At the end of this section you should be able to answer the following questions:

- Explain the Assumptions for Simple Regression.
- Explain what R Squared means.

Like in our previous chapters, it is important to understand that simple regression also has assumptions. In this case, Simple Regression Assumptions include:

- The two variables (the variables of interest) need to be using a continuous scale.
- The two variables of interest should have a linear relationship, which you can check with a scatterplot.
- There should be no spurious outliers.
- The variables should be normally or near-to-normally distributed.

**Simple Regression Interpretation**

PowerPoint: Simple Regression

For this example, you can examine the output for the simple regression model by opening the link below.

The first slide provides you with an example output in which physical illness is regressed on mental distress scores. In other words, we are using mental distress to predict your physical illness score.

Green: Model statistics

Light Blue: Degrees of Freedom

Blue: R value

Orange: R^{2 }value

Red: Variable test statistcs

If you go to the second slide, we have circled certain important elements of the statistical output. For example, you can see the statistics for the overall model, that is, the F statistic and the overall significance of the model which have been circled in green. The degrees of freedom (*df*) have been circled in light blue (see the ANOVA (Physical Illness) box). Although these statistics are more important in multiple or hierarchical regression, they are useful here because they provide you with an indication of the significance of the overall model.

The next thing to examine is the significance of the individual predictor variable (circled in red), with the standardised b value (known as beta), the t value, and the significance shown.

Don’t forget to look at the R Squared value (circled in orange), which can be interpreted as a percentage of variance explained in the outcome by the predictor. In this example, mental distress accounts for 22% of the shared variance with physical illness.

Finally, the *r* value (circled in a darker blue) which is the Pearson correlation coefficient, represents the standardised line of best fit for the model.

As you can see the *r *value, shows the same value as the correlation between the two variables, which we discussed in Chapter Four. This is expected in simple regression, but the values for predictors in regression models will change as we include more predictor variables to make a more complex model.

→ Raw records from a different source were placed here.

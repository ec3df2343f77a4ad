use rust_decimal::Decimal;
use serde::{Deserialize, Serialize};

use crate::{
    Error,
    analytics::{CategoryBreakdownEntry, compute_category_breakdown, compute_summary},
    database_id::UserId,
    transaction::TransactionStore,
};

/// The headline numbers and expense breakdown shown on a user's dashboard.
#[derive(Debug, Clone, PartialEq, Serialize, Deserialize)]
#[serde(rename_all = "camelCase")]
pub struct Dashboard {
    /// The sum of all income.
    pub total_income: Decimal,
    /// The sum of all expenses.
    pub total_expenses: Decimal,
    /// Income minus expenses.
    pub net_savings: Decimal,
    /// Net savings as a percentage of income.
    pub savings_rate: Decimal,
    /// The user's expenses by category.
    pub category_breakdown: Vec<CategoryBreakdownEntry>,
}

/// Compute the summary and category breakdown for a user in one go.
///
/// # Errors
/// Returns any error from reading `store`.
pub fn compute_dashboard(
    store: &impl TransactionStore,
    user_id: UserId,
) -> Result<Dashboard, Error> {
    let summary = compute_summary(store, user_id)?;
    let category_breakdown = compute_category_breakdown(store, user_id)?;

    Ok(Dashboard {
        total_income: summary.total_income,
        total_expenses: summary.total_expenses,
        net_savings: summary.net_balance,
        savings_rate: summary.savings_rate,
        category_breakdown,
    })
}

**Simple Regression Write Up**

Here is an example of how you can write up the results of a simple regression analysis:

In order to test the research question, a simple regression was conducted, with mental distress as the predictor, and levels of physical illness as the dependent variable. Overall, the results showed that the utility of the predictive model was significant, *F*(1,365) = 104.38, *R**2* = .22, *p*< .001. Mental distress explained a large amount of the variance between the variables (22%). The results showed that mental distress was a significant positive predictor of physical illness (*β*=.47, *t*= 10.22, *p*< .001).